◆ Task instructions ◆
Restate the records in full, so that each line matches the original exactly.

::::

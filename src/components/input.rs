//! Form input

use super::variants::{ClassList, StyleVariants, VariantAxis};
use super::Component;
use crate::helpers::{attrs, html_escape};

pub static INPUT: StyleVariants = StyleVariants {
    base: "block w-full rounded-md border bg-white text-gray-900 placeholder:text-gray-400 focus:outline-none focus:ring-2",
    axes: &[
        VariantAxis {
            name: "state",
            default: "default",
            options: &[
                ("default", "border-gray-300 focus:ring-brand-500"),
                ("error", "border-red-500 text-red-900 focus:ring-red-500"),
                ("success", "border-green-500 focus:ring-green-500"),
            ],
        },
        VariantAxis {
            name: "size",
            default: "md",
            options: &[
                ("sm", "h-9 px-3 text-sm"),
                ("md", "h-11 px-4 text-base"),
                ("lg", "h-13 px-4 text-lg"),
            ],
        },
    ],
};

#[derive(Debug, Clone, Copy, Default, PartialEq, Eq)]
pub enum InputState {
    #[default]
    Default,
    Error,
    Success,
}

impl InputState {
    pub fn as_str(&self) -> &'static str {
        match self {
            InputState::Default => "default",
            InputState::Error => "error",
            InputState::Success => "success",
        }
    }
}

#[derive(Debug, Clone, Copy, Default, PartialEq, Eq)]
pub enum InputSize {
    Sm,
    #[default]
    Md,
    Lg,
}

impl InputSize {
    pub fn as_str(&self) -> &'static str {
        match self {
            InputSize::Sm => "sm",
            InputSize::Md => "md",
            InputSize::Lg => "lg",
        }
    }
}

/// Labelled input field. An error message forces the `error` state.
#[derive(Debug, Clone, Default)]
pub struct Input {
    name: String,
    input_type: Option<&'static str>,
    label: Option<String>,
    placeholder: Option<String>,
    value: Option<String>,
    helper: Option<String>,
    error: Option<String>,
    state: Option<InputState>,
    size: Option<InputSize>,
    required: bool,
    disabled: bool,
    class: Option<String>,
}

impl Input {
    pub fn new(name: impl Into<String>) -> Self {
        Self {
            name: name.into(),
            ..Default::default()
        }
    }

    pub fn input_type(mut self, kind: &'static str) -> Self {
        self.input_type = Some(kind);
        self
    }

    pub fn label(mut self, label: impl Into<String>) -> Self {
        self.label = Some(label.into());
        self
    }

    pub fn placeholder(mut self, placeholder: impl Into<String>) -> Self {
        self.placeholder = Some(placeholder.into());
        self
    }

    pub fn value(mut self, value: impl Into<String>) -> Self {
        self.value = Some(value.into());
        self
    }

    pub fn helper(mut self, helper: impl Into<String>) -> Self {
        self.helper = Some(helper.into());
        self
    }

    pub fn error(mut self, error: impl Into<String>) -> Self {
        self.error = Some(error.into());
        self
    }

    pub fn state(mut self, state: InputState) -> Self {
        self.state = Some(state);
        self
    }

    pub fn size(mut self, size: InputSize) -> Self {
        self.size = Some(size);
        self
    }

    pub fn required(mut self, required: bool) -> Self {
        self.required = required;
        self
    }

    pub fn disabled(mut self, disabled: bool) -> Self {
        self.disabled = disabled;
        self
    }

    pub fn class(mut self, class: impl Into<String>) -> Self {
        self.class = Some(class.into());
        self
    }

    fn effective_state(&self) -> Option<InputState> {
        if self.error.is_some() {
            Some(InputState::Error)
        } else {
            self.state
        }
    }

    pub fn classes(&self) -> ClassList {
        let mut selections = Vec::new();
        if let Some(s) = self.effective_state() {
            selections.push(("state", s.as_str()));
        }
        if let Some(s) = self.size {
            selections.push(("size", s.as_str()));
        }
        INPUT.resolve(&selections, self.class.as_deref())
    }

    fn id(&self) -> String {
        format!("field-{}", crate::helpers::slugify(&self.name))
    }
}

impl Component for Input {
    fn render(&self) -> String {
        let id = self.id();
        let mut html = String::from(r#"<div class="space-y-1">"#);

        if let Some(label) = &self.label {
            html.push_str(&format!(
                r#"<label for="{}" class="block text-sm font-medium text-gray-700">{}{}</label>"#,
                id,
                html_escape(label),
                if self.required { r#" <span class="text-red-500">*</span>"# } else { "" }
            ));
        }

        let classes = self.classes().to_string();
        let described_by = if self.error.is_some() {
            Some(format!("{}-error", id))
        } else {
            self.helper.as_ref().map(|_| format!("{}-helper", id))
        };
        html.push_str(&format!(
            "<input{}{}{}>",
            attrs(&[
                ("type", Some(self.input_type.unwrap_or("text"))),
                ("id", Some(id.as_str())),
                ("name", Some(self.name.as_str())),
                ("class", Some(classes.as_str())),
                ("placeholder", self.placeholder.as_deref()),
                ("value", self.value.as_deref()),
                ("aria-invalid", self.error.as_ref().map(|_| "true")),
                ("aria-describedby", described_by.as_deref()),
            ]),
            if self.required { " required" } else { "" },
            if self.disabled { " disabled" } else { "" },
        ));

        if let Some(error) = &self.error {
            html.push_str(&format!(
                r#"<p id="{}-error" class="text-sm text-red-600">{}</p>"#,
                id,
                html_escape(error)
            ));
        } else if let Some(helper) = &self.helper {
            html.push_str(&format!(
                r#"<p id="{}-helper" class="text-sm text-gray-500">{}</p>"#,
                id,
                html_escape(helper)
            ));
        }

        html.push_str("</div>");
        html
    }
}

#[cfg(test)]
mod tests {
    use super::*;

    #[test]
    fn test_default_state() {
        let classes = Input::new("email").classes();
        assert!(classes.contains_all("border-gray-300 h-11 px-4"));
    }

    #[test]
    fn test_error_forces_error_state() {
        let input = Input::new("phone").state(InputState::Success).error("Enter a valid number");
        let classes = input.classes();
        assert!(classes.contains("border-red-500"));
        assert!(!classes.contains("border-green-500"));
        let html = input.render();
        assert!(html.contains(r#"aria-invalid="true""#));
        assert!(html.contains("Enter a valid number"));
    }

    #[test]
    fn test_optional_fragments() {
        let bare = Input::new("name").render();
        assert!(!bare.contains("<label"));
        assert!(!bare.contains("<p"));

        let full = Input::new("full name")
            .label("Full name")
            .helper("As on your PAN card")
            .required(true)
            .render();
        assert!(full.contains(r#"<label for="field-full-name""#));
        assert!(full.contains(r#"aria-describedby="field-full-name-helper""#));
        assert!(full.contains(" required"));
    }
}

::::

◆ Solution for this exercise ◆
filename src/components/input.rs
//! Form input

use super::variants::{ClassList, StyleVariants, VariantAxis};
use super::Component;
use crate::helpers::{attrs, html_escape};

pub static INPUT: StyleVariants = StyleVariants {
    base: "block w-full rounded-md border bg-white text-gray-900 placeholder:text-gray-400 focus:outline-none focus:ring-2",
    axes: &[
        VariantAxis {
            name: "state",
            default: "default",
            options: &[
                ("default", "border-gray-300 focus:ring-brand-500"),
                ("error", "border-red-500 text-red-900 focus:ring-red-500"),
                ("success", "border-green-500 focus:ring-green-500"),
            ],
        },
        VariantAxis {
            name: "size",
            default: "md",
            options: &[
                ("sm", "h-9 px-3 text-sm"),
                ("md", "h-11 px-4 text-base"),
                ("lg", "h-13 px-4 text-lg"),
            ],
        },
    ],
};

#[derive(Debug, Clone, Copy, Default, PartialEq, Eq)]
pub enum InputState {
    #[default]
    Default,
    Error,
    Success,
}

impl InputState {
    pub fn as_str(&self) -> &'static str {
        match self {
            InputState::Default => "default",
            InputState::Error => "error",
            InputState::Success => "success",
        }
    }
}

#[derive(Debug, Clone, Copy, Default, PartialEq, Eq)]
pub enum InputSize {
    Sm,
    #[default]
    Md,
    Lg,
}

impl InputSize {
    pub fn as_str(&self) -> &'static str {
        match self {
            InputSize::Sm => "sm",
            InputSize::Md => "md",
            InputSize::Lg => "lg",
        }
    }
}

/// Labelled input field. An error message forces the `error` state.
#[derive(Debug, Clone, Default)]
pub struct Input {
    name: String,
    input_type: Option<&'static str>,
    label: Option<String>,
    placeholder: Option<String>,
    value: Option<String>,
    helper: Option<String>,
    error: Option<String>,
    state: Option<InputState>,
    size: Option<InputSize>,
    required: bool,
    disabled: bool,
    class: Option<String>,
}

impl Input {
    pub fn new(name: impl Into<String>) -> Self {
        Self {
            name: name.into(),
            ..Default::default()
        }
    }

    pub fn input_type(mut self, kind: &'static str) -> Self {
        self.input_type = Some(kind);
        self
    }

    pub fn label(mut self, label: impl Into<String>) -> Self {
        self.label = Some(label.into());
        self
    }

    pub fn placeholder(mut self, placeholder: impl Into<String>) -> Self {
        self.placeholder = Some(placeholder.into());
        self
    }

    pub fn value(mut self, value: impl Into<String>) -> Self {
        self.value = Some(value.into());
        self
    }

    pub fn helper(mut self, helper: impl Into<String>) -> Self {
        self.helper = Some(helper.into());
        self
    }

    pub fn error(mut self, error: impl Into<String>) -> Self {
        self.error = Some(error.into());
        self
    }

    pub fn state(mut self, state: InputState) -> Self {
        self.state = Some(state);
        self
    }

    pub fn size(mut self, size: InputSize) -> Self {
        self.size = Some(size);
        self
    }

    pub fn required(mut self, required: bool) -> Self {
        self.required = required;
        self
    }

    pub fn disabled(mut self, disabled: bool) -> Self {
        self.disabled = disabled;
        self
    }

    pub fn class(mut self, class: impl Into<String>) -> Self {
        self.class = Some(class.into());
        self
    }

    fn effective_state(&self) -> Option<InputState> {
        if self.error.is_some() {
            Some(InputState::Error)
        } else {
            self.state
        }
    }

    pub fn classes(&self) -> ClassList {
        let mut selections = Vec::new();
        if let Some(s) = self.effective_state() {
            selections.push(("state", s.as_str()));
        }
        if let Some(s) = self.size {
            selections.push(("size", s.as_str()));
        }
        INPUT.resolve(&selections, self.class.as_deref())
    }

    fn id(&self) -> String {
        format!("field-{}", crate::helpers::slugify(&self.name))
    }
}

impl Component for Input {
    fn render(&self) -> String {
        let id = self.id();
        let mut html = String::from(r#"<div class="space-y-1">"#);

        if let Some(label) = &self.label {
            html.push_str(&format!(
                r#"<label for="{}" class="block text-sm font-medium text-gray-700">{}{}</label>"#,
                id,
                html_escape(label),
                if self.required { r#" <span class="text-red-500">*</span>"# } else { "" }
            ));
        }

        let classes = self.classes().to_string();
        let described_by = if self.error.is_some() {
            Some(format!("{}-error", id))
        } else {
            self.helper.as_ref().map(|_| format!("{}-helper", id))
        };
        html.push_str(&format!(
            "<input{}{}{}>",
            attrs(&[
                ("type", Some(self.input_type.unwrap_or("text"))),
                ("id", Some(id.as_str())),
                ("name", Some(self.name.as_str())),
                ("class", Some(classes.as_str())),
                ("placeholder", self.placeholder.as_deref()),
                ("value", self.value.as_deref()),
                ("aria-invalid", self.error.as_ref().map(|_| "true")),
                ("aria-describedby", described_by.as_deref()),
            ]),
            if self.required { " required" } else { "" },
            if self.disabled { " disabled" } else { "" },
        ));

        if let Some(error) = &self.error {
            html.push_str(&format!(
                r#"<p id="{}-error" class="text-sm text-red-600">{}</p>"#,
                id,
                html_escape(error)
            ));
        } else if let Some(helper) = &self.helper {
            html.push_str(&format!(
                r#"<p id="{}-helper" class="text-sm text-gray-500">{}</p>"#,
                id,
                html_escape(helper)
            ));
        }

        html.push_str("</div>");
        html
    }
}

#[cfg(test)]
mod tests {
    use super::*;

    #[test]
    fn test_default_state() {
        let classes = Input::new("email").classes();
        assert!(classes.contains_all("border-gray-300 h-11 px-4"));
    }

    #[test]
    fn test_error_forces_error_state() {
        let input = Input::new("phone").state(InputState::Success).error("Enter a valid number");
        let classes = input.classes();
        assert!(classes.contains("border-red-500"));
        assert!(!classes.contains("border-green-500"));
        let html = input.render();
        assert!(html.contains(r#"aria-invalid="true""#));
        assert!(html.contains("Enter a valid number"));
    }

    #[test]
    fn test_optional_fragments() {
        let bare = Input::new("name").render();
        assert!(!bare.contains("<label"));
        assert!(!bare.contains("<p"));

        let full = Input::new("full name")
            .label("Full name")
            .helper("As on your PAN card")
            .required(true)
            .render();
        assert!(full.contains(r#"<label for="field-full-name""#));
        assert!(full.contains(r#"aria-describedby="field-full-name-helper""#));
        assert!(full.contains(" required"));
    }
}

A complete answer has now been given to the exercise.